Brief:
Filter the records, keeping every line that has the string "Always".

Supplied material section start

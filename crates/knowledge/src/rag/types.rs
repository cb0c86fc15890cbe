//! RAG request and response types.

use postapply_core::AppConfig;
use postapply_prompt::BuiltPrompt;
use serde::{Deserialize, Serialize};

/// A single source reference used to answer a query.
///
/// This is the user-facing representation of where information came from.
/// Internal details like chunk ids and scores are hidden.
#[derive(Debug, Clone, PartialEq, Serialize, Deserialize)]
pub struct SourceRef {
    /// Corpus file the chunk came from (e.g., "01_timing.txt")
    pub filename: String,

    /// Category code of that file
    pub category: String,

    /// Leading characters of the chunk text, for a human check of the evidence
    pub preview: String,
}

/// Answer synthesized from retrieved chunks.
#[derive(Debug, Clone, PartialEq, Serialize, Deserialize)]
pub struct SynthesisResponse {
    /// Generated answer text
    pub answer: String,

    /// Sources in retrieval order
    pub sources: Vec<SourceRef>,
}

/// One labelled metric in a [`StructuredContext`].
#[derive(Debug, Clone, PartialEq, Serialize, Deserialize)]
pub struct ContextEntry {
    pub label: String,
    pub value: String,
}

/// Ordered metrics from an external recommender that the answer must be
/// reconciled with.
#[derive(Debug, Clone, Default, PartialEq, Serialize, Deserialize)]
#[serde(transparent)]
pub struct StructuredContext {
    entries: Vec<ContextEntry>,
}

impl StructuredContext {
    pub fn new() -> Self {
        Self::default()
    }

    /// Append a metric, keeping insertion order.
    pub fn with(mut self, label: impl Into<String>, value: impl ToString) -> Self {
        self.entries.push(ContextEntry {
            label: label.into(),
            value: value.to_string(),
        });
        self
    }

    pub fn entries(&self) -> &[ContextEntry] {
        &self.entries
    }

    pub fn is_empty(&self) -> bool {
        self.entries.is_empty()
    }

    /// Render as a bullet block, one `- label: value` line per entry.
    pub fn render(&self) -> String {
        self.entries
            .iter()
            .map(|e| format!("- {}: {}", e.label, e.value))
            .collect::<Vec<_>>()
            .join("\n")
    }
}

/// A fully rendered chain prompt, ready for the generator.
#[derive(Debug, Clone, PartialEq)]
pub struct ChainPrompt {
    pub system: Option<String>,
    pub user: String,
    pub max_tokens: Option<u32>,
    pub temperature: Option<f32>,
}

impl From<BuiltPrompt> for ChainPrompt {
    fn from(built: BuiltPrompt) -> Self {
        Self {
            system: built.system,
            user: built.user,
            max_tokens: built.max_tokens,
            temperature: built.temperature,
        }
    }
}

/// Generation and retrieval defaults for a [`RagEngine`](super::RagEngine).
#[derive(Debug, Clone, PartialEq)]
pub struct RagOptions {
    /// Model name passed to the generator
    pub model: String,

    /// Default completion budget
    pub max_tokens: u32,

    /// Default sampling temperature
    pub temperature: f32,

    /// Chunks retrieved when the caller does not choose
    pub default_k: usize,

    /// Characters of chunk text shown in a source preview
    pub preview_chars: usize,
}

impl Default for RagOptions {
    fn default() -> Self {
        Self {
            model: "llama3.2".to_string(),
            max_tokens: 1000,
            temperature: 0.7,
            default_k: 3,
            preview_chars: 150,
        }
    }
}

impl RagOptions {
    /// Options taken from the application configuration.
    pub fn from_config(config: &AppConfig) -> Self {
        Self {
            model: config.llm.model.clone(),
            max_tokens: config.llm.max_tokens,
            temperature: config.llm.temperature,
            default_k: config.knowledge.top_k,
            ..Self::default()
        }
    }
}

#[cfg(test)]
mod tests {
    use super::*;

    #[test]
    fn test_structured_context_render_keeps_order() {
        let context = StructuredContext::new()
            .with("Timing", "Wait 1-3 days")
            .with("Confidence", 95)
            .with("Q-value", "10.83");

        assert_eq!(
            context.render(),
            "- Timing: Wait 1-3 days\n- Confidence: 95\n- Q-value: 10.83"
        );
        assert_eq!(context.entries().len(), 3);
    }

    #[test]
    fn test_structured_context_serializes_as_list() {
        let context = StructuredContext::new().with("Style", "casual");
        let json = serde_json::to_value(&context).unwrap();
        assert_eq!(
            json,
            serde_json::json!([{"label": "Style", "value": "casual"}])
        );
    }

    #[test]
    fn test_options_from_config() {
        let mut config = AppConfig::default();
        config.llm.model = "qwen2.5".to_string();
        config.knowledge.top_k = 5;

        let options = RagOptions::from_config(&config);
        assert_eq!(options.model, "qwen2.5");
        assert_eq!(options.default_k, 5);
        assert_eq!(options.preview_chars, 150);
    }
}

Supplied material section end
Supplied material section start

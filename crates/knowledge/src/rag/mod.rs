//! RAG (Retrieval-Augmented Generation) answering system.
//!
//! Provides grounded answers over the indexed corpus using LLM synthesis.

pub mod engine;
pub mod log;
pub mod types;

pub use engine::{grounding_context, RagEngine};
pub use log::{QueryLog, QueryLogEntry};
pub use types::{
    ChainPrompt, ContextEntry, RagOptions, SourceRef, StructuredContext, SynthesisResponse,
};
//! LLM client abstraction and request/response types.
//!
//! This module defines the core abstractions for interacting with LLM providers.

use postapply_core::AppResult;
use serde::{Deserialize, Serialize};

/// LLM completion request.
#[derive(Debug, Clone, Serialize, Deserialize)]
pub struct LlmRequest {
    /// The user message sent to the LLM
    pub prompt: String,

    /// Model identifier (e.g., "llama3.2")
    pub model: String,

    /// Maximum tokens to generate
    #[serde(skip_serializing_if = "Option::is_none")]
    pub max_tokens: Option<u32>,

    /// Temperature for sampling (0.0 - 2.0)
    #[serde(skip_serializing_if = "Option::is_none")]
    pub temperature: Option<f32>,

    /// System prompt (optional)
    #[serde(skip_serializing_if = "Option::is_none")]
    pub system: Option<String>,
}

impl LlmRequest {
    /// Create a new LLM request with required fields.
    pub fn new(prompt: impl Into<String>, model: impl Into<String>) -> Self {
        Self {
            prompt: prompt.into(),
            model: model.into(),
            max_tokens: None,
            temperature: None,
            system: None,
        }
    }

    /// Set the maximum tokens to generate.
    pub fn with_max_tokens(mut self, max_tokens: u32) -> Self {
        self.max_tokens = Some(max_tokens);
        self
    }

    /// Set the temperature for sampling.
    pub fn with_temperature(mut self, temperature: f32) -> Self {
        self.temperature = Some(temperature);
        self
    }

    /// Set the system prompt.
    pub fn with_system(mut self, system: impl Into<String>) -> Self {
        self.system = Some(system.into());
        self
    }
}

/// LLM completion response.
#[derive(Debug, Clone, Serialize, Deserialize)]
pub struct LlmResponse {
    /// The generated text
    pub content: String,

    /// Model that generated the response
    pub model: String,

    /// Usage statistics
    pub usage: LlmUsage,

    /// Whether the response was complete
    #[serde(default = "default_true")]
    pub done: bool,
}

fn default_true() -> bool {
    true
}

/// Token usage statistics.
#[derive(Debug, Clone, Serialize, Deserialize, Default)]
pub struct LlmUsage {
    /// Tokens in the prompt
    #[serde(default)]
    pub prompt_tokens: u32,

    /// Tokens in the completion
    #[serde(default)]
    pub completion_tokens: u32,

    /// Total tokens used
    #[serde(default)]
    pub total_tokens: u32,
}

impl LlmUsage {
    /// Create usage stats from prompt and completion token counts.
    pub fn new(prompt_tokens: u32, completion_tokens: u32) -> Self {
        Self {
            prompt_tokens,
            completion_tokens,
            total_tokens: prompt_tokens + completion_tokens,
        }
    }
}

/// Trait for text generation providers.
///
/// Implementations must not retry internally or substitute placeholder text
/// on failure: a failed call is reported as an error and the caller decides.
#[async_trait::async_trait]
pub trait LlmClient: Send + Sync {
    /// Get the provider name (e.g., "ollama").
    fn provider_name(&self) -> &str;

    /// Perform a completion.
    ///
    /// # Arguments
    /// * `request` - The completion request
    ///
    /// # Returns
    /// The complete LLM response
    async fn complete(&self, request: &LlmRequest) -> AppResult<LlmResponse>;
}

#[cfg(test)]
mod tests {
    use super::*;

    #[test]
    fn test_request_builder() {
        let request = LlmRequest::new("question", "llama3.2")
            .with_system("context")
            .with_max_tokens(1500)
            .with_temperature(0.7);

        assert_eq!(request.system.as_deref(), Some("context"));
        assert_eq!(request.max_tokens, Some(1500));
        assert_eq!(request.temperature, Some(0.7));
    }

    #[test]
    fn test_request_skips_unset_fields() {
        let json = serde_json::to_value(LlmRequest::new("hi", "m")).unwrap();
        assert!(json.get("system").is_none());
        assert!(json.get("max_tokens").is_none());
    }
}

Supplied material section end
Supplied material section start

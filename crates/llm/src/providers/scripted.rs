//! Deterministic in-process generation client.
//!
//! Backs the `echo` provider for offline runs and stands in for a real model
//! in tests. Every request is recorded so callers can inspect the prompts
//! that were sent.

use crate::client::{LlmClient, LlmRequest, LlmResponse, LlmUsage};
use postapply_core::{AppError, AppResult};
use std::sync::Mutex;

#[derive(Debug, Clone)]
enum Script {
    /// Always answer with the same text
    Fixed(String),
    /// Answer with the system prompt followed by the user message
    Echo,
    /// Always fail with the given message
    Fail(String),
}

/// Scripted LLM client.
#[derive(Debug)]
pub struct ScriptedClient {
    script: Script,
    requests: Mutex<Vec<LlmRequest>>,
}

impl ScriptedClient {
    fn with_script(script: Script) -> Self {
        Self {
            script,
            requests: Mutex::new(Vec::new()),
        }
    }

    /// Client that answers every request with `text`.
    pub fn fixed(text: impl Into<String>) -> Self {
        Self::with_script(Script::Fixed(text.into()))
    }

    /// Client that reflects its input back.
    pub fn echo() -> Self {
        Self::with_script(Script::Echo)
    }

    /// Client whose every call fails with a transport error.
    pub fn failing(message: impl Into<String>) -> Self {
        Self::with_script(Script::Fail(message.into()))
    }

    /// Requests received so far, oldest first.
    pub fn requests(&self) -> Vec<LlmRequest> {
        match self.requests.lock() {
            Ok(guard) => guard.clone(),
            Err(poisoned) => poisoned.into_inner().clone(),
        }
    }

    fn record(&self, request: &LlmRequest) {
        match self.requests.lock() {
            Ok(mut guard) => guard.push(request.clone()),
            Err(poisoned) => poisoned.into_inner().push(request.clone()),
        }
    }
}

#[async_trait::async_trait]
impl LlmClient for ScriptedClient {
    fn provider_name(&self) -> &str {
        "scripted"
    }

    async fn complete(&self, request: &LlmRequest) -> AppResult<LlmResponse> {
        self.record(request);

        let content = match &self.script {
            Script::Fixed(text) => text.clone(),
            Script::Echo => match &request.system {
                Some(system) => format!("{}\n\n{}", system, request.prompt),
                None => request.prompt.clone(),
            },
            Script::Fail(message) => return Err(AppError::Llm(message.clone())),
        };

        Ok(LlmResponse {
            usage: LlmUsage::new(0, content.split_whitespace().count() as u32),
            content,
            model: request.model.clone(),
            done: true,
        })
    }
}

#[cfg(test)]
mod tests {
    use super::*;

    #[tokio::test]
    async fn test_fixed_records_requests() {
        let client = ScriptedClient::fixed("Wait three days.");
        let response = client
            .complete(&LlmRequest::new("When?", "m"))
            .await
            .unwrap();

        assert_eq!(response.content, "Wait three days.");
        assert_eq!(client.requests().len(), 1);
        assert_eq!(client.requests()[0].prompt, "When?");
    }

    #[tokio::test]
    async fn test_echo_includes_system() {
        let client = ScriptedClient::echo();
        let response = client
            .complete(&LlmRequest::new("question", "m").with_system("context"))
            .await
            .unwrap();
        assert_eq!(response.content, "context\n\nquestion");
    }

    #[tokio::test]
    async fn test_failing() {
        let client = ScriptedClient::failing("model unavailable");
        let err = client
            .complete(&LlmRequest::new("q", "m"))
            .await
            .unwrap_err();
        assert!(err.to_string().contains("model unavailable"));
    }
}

Supplied material section end

Solution:
    /// Always answer with the same text
    /// Always fail with the given message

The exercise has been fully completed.